• [What is being asked] Keep only the lines of the material below that contain the word "directives". Copy those lines.

• [Given data]
/*!
A deliberately tiny template renderer.

A template is text with `{{ ... }}` directives:

* `{{ name }}` inserts the parameter `name`, formatted with the default for
  its type.
* `{{ msg key arg... }}` inserts the message `key` with the given arguments.
* `{{ date name }}` and `{{ date name "pattern" }}` format a datetime.
* `{{ number name }}` and `{{ number name "pattern" }}` format a number.

Operands are parameter names or `"quoted literals"`. This is not a general
purpose template language: there are no conditionals, loops or filters.
*/

use std::{collections::BTreeMap, path::Path, sync::LazyLock};

use regex::Regex;

use crate::{
    error::{Error, Result},
    formatter::DEFAULT_DATE_TIME_PATTERN,
    message::Args,
    render::{OutputSink, Params, Renderer},
    value::Value,
};

/// The file extension of templates loaded from a directory.
const EXTENSION: &str = "tmpl";

/// A set of parsed templates, keyed by identifier.
#[derive(Clone, Debug, Default)]
pub struct TemplateSet {
    templates: BTreeMap<String, Template>,
}

#[derive(Clone, Debug)]
struct Template {
    nodes: Vec<Node>,
}

#[derive(Clone, Debug, Eq, PartialEq)]
enum Node {
    Text(String),
    Value(Operand),
    Message { key: String, args: Vec<Operand> },
    Date { operand: Operand, pattern: Option<String> },
    Number { operand: Operand, pattern: Option<String> },
}

#[derive(Clone, Debug, Eq, PartialEq)]
enum Operand {
    Param(String),
    Literal(String),
}

impl TemplateSet {
    /// Create an empty set.
    pub fn new() -> TemplateSet {
        TemplateSet::default()
    }

    /// Load every `*.tmpl` file in `dir`. A template's identifier is its
    /// file name without the extension.
    pub fn from_dir(dir: &Path) -> Result<TemplateSet> {
        let location = dir.display().to_string();
        let io_err =
            |err: std::io::Error| Error::template(&location, err.to_string());
        let mut set = TemplateSet::new();
        for result in std::fs::read_dir(dir).map_err(io_err)? {
            let path = result.map_err(io_err)?.path();
            if path.extension().is_none_or(|ext| ext != EXTENSION) {
                continue;
            }
            let Some(id) = path.file_stem().and_then(|s| s.to_str()) else {
                log::debug!("skipping template with non-UTF-8 name {path:?}");
                continue;
            };
            let text = std::fs::read_to_string(&path)
                .map_err(|err| Error::template(id, err.to_string()))?;
            set.insert(id, &text)?;
        }
        log::debug!("loaded {} template(s) from {location}", set.len());
        Ok(set)
    }

    /// Parse and add a template, replacing any previous one with the same
    /// identifier.
    pub fn insert(&mut self, id: &str, text: &str) -> Result<()> {
        let template = Template::parse(text)
            .map_err(|msg| Error::template(id, msg))?;
        self.templates.insert(id.to_string(), template);
        Ok(())
    }

    /// Builder style version of `insert`.
    pub fn with(mut self, id: &str, text: &str) -> Result<TemplateSet> {
        self.insert(id, text)?;
        Ok(self)
    }

    pub fn contains(&self, id: &str) -> bool {
        self.templates.contains_key(id)
    }

    pub fn ids(&self) -> impl Iterator<Item = &str> {
        self.templates.keys().map(|id| &**id)
    }

    pub fn len(&self) -> usize {
        self.templates.len()
    }

    pub fn is_empty(&self) -> bool {
        self.templates.is_empty()
    }
}

impl Renderer for TemplateSet {
    fn render(
        &self,
        template_id: &str,
        params: &Params<'_>,
        sink: &mut dyn OutputSink,
    ) -> Result<()> {
        let Some(template) = self.templates.get(template_id) else {
            return Err(Error::template(template_id, "unknown template"));
        };
        let cx = params.context();
        let mut buf = String::new();
        for node in template.nodes.iter() {
            buf.clear();
            let value = |operand: &Operand| -> Result<Value> {
                match *operand {
                    Operand::Literal(ref s) => Ok(Value::from(s.as_str())),
                    Operand::Param(ref name) => {
                        params.get(name).cloned().ok_or_else(|| {
                            Error::template(
                                template_id,
                                format!("unknown parameter `{name}`"),
                            )
                        })
                    }
                }
            };
            match *node {
                Node::Text(ref text) => {
                    sink.write_str(text)?;
                    continue;
                }
                Node::Value(ref operand) => {
                    cx.env().plain(&value(operand)?, &mut buf)?;
                }
                Node::Message { ref key, ref args } => {
                    let args = args
                        .iter()
                        .map(value)
                        .collect::<Result<Vec<Value>>>()?;
                    buf.push_str(&cx.message(key, &Args::from(args))?);
                }
                Node::Date { ref operand, ref pattern } => {
                    let pattern = pattern.as_deref();
                    cx.env().date_time(
                        pattern.unwrap_or(DEFAULT_DATE_TIME_PATTERN),
                        &value(operand)?,
                        &mut buf,
                    )?;
                }
                Node::Number { ref operand, ref pattern } => {
                    cx.env().number(
                        pattern.as_deref().unwrap_or(""),
                        &value(operand)?,
                        &mut buf,
                    )?;
                }
            }
            sink.write_str(&buf)?;
        }
        Ok(())
    }
}

impl Template {
    fn parse(text: &str) -> std::result::Result<Template, String> {
        static DIRECTIVE: LazyLock<Regex> = LazyLock::new(|| {
            Regex::new(r"(?s)\{\{\s*(.*?)\s*\}\}").unwrap()
        });

        let mut nodes = vec![];
        let mut last = 0;
        for caps in DIRECTIVE.captures_iter(text) {
            let (whole, [body]) = caps.extract();
            let start = caps.get_match().start();
            if start > last {
                nodes.push(Node::Text(text[last..start].to_string()));
            }
            last = start + whole.len();
            nodes.push(
                parse_directive(body)
                    .map_err(|msg| format!("directive `{whole}`: {msg}"))?,
            );
        }
        if last < text.len() {
            nodes.push(Node::Text(text[last..].to_string()));
        }
        if let Some(Node::Text(rest)) = nodes.last() {
            if rest.contains("{{") {
                return Err("unterminated `{{` directive".to_string());
            }
        }
        Ok(Template { nodes })
    }
}

fn parse_directive(body: &str) -> std::result::Result<Node, String> {
    let tokens = tokenize(body)?;
    let mut it = tokens.into_iter();
    let Some(first) = it.next() else {
        return Err("empty directive".to_string());
    };
    let rest: Vec<Operand> = it.collect();
    let word = match first {
        Operand::Param(ref word) if !rest.is_empty() => word.as_str(),
        Operand::Param(_) | Operand::Literal(_) => {
            if !rest.is_empty() {
                return Err("expected a single operand".to_string());
            }
            return Ok(Node::Value(first));
        }
    };
    let pattern = |operand: Option<&Operand>| match operand {
        None => None,
        Some(&Operand::Literal(ref s)) | Some(&Operand::Param(ref s)) => {
            Some(s.clone())
        }
    };
    match word {
        "msg" => {
            let mut rest = rest.into_iter();
            let key = match rest.next() {
                Some(Operand::Literal(key)) | Some(Operand::Param(key)) => key,
                None => return Err("missing message key".to_string()),
            };
            Ok(Node::Message { key, args: rest.collect() })
        }
        "date" | "number" if rest.len() <= 2 => {
            let operand = rest[0].clone();
            let pattern = pattern(rest.get(1));
            if word == "date" {
                Ok(Node::Date { operand, pattern })
            } else {
                Ok(Node::Number { operand, pattern })
            }
        }
        "date" | "number" => Err(format!("too many operands for `{word}`")),
        unk => Err(format!("unknown directive `{unk}`")),
    }
}

fn tokenize(body: &str) -> std::result::Result<Vec<Operand>, String> {
    let mut tokens = vec![];
    let mut rest = body.trim_start();
    while !rest.is_empty() {
        if let Some(quoted) = rest.strip_prefix('"') {
            let Some(end) = quoted.find('"') else {
                return Err("unterminated string literal".to_string());
            };
            tokens.push(Operand::Literal(quoted[..end].to_string()));
            rest = &quoted[end + 1..];
        } else {
            let end = rest.find(char::is_whitespace).unwrap_or(rest.len());
            let word = &rest[..end];
            if word.contains('"') {
                return Err(format!("unexpected `\"` in `{word}`"));
            }
            tokens.push(Operand::Param(word.to_string()));
            rest = &rest[end..];
        }
        rest = rest.trim_start();
    }
    Ok(tokens)
}

#[cfg(test)]
mod tests {
    use crate::{
        bundle::{BundleSource, MessageBundle},
        cache::SharedCache,
        config::Config,
        context::RenderContext,
        locale::Locale,
        zone::Zone,
    };

    use super::*;

    fn bundle() -> MessageBundle {
        let source = BundleSource::embedded([
            ("m_en.properties", "greeting = Hello, {0}!\n"),
            ("m_de.properties", "greeting = Hallo, {0}!\n"),
        ]);
        MessageBundle::load(&source, "m", &Config::new()).unwrap()
    }

    fn render(set: &TemplateSet, locale: &str, id: &str) -> Result<String> {
        let bundle = bundle();
        let cache = SharedCache::new();
        let locale = Locale::parse(locale).unwrap();
        let cx = RenderContext::new(Zone::utc(), locale, &bundle, &cache);
        let ts: jiff::Timestamp = "2024-06-15T12:30:45Z".parse().unwrap();
        let params = Params::new(&cx)
            .value("name", "Ann")
            .value("when", ts)
            .value("total", 1234.5);
        let mut out = String::new();
        set.render(id, &params, &mut out)?;
        Ok(out)
    }

    #[test]
    fn directives() {
        let set = TemplateSet::new()
            .with(
                "page",
                "{{msg greeting name}} {{ date when \"d MMM yyyy\" }} \
                 ({{ when }}) total={{ number total \"#,##0.00\" }} \
                 {{ number total }} {{name}}",
            )
            .unwrap();
        assert_eq!(
            render(&set, "en", "page").unwrap(),
            "Hello, Ann! 15 Jun 2024 (2024-06-15 12:30:45) total=1,234.50 \
             1,234.5 Ann",
        );
        assert_eq!(
            render(&set, "de", "page").unwrap(),
            "Hallo, Ann! 15 Juni 2024 (2024-06-15 12:30:45) total=1.234,50 \
             1.234,5 Ann",
        );
    }

    #[test]
    fn literal_operands() {
        let set = TemplateSet::new()
            .with("t", "{{ msg \"greeting\" \"world\" }}|{{ \"x y\" }}")
            .unwrap();
        assert_eq!(render(&set, "en", "t").unwrap(), "Hello, world!|x y");
    }

    #[test]
    fn render_errors() {
        let set = TemplateSet::new().with("t", "{{ nope }}").unwrap();
        let err = render(&set, "en", "t").unwrap_err();
        assert!(matches!(err, Error::Template { .. }), "{err:?}");

        let err = render(&set, "en", "missing").unwrap_err();
        assert!(matches!(err, Error::Template { .. }), "{err:?}");
    }

    #[test]
    fn parse_errors() {
        for bad in [
            "{{ }}",
            "{{ a b }}",
            "{{ frobnicate x }}",
            "{{ date when \"x\" y }}",
            "{{ \"open }}",
            "text {{ name",
        ] {
            assert!(TemplateSet::new().with("t", bad).is_err(), "{bad}");
        }
    }

    #[test]
    fn from_dir() {
        let dir = tempfile::tempdir().unwrap();
        std::fs::write(dir.path().join("hello.tmpl"), "Hi {{name}}\n").unwrap();
        std::fs::write(dir.path().join("notes.txt"), "{{").unwrap();
        let set = TemplateSet::from_dir(dir.path()).unwrap();
        assert_eq!(set.ids().collect::<Vec<_>>(), vec!["hello"]);
        assert_eq!(render(&set, "en", "hello").unwrap(), "Hi Ann\n");
    }
}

• [Task solution]
A template is text with `{{ ... }}` directives:
    fn directives() {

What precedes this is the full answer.